▸ **Stored items**:
# # # # #

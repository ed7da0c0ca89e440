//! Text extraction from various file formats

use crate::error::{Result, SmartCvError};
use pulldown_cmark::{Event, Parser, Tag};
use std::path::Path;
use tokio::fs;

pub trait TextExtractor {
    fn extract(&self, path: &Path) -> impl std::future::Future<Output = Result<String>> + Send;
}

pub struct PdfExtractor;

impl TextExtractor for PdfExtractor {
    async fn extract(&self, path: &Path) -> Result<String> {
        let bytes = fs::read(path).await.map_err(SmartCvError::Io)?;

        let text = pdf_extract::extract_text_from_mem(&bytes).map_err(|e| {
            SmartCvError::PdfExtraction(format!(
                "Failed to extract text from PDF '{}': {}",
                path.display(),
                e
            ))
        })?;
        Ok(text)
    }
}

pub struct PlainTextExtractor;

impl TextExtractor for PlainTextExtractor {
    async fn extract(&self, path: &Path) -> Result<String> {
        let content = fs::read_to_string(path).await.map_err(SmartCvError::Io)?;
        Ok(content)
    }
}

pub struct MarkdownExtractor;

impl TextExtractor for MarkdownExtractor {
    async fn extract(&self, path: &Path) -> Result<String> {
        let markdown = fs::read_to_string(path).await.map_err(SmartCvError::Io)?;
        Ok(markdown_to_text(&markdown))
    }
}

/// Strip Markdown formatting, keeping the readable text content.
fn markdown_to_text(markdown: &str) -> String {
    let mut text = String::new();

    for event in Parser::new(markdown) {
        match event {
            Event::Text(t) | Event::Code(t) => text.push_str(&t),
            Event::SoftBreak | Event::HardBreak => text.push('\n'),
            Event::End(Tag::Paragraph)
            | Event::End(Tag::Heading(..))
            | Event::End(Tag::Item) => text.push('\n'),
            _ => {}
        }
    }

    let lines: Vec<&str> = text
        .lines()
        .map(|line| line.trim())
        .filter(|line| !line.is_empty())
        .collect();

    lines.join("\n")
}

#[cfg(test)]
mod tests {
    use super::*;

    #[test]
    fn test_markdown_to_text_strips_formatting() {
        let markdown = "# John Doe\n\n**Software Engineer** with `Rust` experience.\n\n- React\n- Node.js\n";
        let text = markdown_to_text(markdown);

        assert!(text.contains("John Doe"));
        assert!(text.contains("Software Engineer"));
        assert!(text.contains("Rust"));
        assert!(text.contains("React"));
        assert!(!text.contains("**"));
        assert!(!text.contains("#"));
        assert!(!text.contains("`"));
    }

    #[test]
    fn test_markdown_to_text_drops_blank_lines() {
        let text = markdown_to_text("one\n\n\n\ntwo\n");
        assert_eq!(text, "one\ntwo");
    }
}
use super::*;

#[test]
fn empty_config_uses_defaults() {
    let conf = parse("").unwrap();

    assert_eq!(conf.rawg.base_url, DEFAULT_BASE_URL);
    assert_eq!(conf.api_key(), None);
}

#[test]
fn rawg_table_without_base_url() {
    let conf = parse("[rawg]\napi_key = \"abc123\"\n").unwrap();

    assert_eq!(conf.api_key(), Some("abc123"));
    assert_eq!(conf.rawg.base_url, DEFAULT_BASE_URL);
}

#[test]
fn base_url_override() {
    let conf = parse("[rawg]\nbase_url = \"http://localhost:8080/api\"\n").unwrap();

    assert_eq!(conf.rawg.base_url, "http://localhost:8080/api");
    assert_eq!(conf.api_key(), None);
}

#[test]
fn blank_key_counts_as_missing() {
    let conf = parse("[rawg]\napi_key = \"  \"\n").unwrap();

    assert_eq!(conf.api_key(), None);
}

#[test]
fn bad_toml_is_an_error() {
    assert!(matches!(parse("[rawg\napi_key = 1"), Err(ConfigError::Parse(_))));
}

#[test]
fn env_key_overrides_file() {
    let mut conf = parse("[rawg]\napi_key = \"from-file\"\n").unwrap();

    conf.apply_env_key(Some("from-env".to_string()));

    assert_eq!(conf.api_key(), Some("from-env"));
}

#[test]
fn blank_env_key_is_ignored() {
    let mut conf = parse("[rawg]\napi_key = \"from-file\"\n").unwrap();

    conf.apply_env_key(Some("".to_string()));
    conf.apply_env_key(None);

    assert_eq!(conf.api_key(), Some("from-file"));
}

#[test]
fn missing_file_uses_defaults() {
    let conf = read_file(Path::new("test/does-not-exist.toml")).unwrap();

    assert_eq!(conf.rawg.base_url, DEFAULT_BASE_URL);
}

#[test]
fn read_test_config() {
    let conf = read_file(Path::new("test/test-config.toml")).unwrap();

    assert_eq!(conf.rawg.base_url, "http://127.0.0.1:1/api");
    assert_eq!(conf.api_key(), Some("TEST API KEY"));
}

# # # # #

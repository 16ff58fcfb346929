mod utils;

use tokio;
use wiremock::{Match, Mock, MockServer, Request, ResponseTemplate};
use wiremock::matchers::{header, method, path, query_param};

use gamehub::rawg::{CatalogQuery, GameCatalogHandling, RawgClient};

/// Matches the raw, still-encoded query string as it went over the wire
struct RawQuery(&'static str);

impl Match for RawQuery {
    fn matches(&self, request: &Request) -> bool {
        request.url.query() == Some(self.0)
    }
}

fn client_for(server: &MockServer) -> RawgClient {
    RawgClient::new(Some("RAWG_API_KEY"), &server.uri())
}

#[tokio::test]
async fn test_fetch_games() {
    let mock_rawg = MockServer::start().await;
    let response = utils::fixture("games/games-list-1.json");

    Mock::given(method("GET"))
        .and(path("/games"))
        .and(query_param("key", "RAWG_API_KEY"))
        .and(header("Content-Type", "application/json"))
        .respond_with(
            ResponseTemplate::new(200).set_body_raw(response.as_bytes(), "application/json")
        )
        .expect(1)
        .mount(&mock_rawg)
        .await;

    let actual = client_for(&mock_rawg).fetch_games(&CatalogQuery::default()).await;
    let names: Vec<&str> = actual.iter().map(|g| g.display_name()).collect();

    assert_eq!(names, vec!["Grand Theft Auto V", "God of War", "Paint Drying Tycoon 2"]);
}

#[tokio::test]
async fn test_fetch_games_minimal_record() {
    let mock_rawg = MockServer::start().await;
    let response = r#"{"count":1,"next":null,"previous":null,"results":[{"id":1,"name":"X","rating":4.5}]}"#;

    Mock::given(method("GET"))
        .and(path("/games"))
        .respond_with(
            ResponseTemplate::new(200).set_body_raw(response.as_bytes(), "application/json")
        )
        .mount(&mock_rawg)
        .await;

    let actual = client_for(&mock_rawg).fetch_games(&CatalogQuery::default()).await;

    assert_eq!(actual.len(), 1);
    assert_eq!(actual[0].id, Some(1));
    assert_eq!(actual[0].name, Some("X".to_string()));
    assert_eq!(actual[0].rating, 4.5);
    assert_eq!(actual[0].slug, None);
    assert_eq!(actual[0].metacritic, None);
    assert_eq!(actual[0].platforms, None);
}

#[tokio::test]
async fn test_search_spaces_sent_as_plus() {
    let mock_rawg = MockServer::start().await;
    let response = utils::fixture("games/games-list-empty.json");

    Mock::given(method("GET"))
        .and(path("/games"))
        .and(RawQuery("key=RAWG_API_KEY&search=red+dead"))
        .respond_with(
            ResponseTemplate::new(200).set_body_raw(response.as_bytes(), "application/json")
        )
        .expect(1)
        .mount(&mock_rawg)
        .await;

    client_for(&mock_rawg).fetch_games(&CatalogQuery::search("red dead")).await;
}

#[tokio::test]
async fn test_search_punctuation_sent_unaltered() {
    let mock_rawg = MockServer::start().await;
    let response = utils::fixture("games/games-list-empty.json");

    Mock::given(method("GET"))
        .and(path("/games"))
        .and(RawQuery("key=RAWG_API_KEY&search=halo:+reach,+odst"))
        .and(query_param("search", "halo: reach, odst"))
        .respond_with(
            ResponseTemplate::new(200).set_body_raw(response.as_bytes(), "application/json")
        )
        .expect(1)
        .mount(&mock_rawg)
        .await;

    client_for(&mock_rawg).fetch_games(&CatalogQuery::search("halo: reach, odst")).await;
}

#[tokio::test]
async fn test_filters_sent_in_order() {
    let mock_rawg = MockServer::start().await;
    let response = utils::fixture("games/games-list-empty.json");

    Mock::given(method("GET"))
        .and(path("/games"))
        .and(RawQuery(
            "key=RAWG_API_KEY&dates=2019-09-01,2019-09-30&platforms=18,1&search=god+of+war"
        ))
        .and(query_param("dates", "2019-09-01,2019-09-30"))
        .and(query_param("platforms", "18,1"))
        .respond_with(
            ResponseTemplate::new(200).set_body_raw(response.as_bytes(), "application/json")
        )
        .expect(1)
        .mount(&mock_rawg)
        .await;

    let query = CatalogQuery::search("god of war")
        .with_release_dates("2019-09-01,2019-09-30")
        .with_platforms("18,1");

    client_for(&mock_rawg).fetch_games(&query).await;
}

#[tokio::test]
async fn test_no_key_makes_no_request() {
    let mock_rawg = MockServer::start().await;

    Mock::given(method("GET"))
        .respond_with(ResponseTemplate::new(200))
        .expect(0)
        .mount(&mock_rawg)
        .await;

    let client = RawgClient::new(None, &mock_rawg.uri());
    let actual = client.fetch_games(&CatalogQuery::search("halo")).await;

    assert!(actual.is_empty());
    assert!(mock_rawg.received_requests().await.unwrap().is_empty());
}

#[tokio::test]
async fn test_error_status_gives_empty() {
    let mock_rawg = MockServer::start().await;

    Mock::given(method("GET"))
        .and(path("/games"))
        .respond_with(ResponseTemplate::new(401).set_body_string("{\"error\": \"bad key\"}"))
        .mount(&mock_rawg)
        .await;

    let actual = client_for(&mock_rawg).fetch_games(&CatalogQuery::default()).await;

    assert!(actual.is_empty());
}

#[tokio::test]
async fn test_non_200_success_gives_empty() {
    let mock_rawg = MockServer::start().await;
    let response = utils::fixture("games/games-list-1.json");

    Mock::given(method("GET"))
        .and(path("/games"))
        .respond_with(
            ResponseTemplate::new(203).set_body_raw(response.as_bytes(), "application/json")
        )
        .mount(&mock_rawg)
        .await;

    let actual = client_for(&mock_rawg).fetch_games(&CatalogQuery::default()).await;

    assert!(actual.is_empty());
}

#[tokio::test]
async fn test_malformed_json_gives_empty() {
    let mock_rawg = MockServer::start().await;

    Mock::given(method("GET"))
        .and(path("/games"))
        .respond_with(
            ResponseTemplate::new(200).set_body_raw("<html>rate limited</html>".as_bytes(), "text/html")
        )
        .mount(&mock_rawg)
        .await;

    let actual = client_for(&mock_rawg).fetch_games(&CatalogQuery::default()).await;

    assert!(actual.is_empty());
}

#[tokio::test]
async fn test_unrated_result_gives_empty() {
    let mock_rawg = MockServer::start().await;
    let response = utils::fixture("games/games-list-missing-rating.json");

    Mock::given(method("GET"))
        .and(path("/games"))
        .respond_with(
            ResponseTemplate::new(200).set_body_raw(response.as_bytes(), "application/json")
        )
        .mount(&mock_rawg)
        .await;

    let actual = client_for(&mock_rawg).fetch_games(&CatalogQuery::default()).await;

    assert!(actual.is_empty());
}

# # # # #

▸ **Task description**: Return each line from the entries above that includes "halo".

▸ **Answer to this exercise**:
        .and(RawQuery("key=RAWG_API_KEY&search=halo:+reach,+odst"))
        .and(query_param("search", "halo: reach, odst"))
    client_for(&mock_rawg).fetch_games(&CatalogQuery::search("halo: reach, odst")).await;
    let actual = client.fetch_games(&CatalogQuery::search("halo")).await;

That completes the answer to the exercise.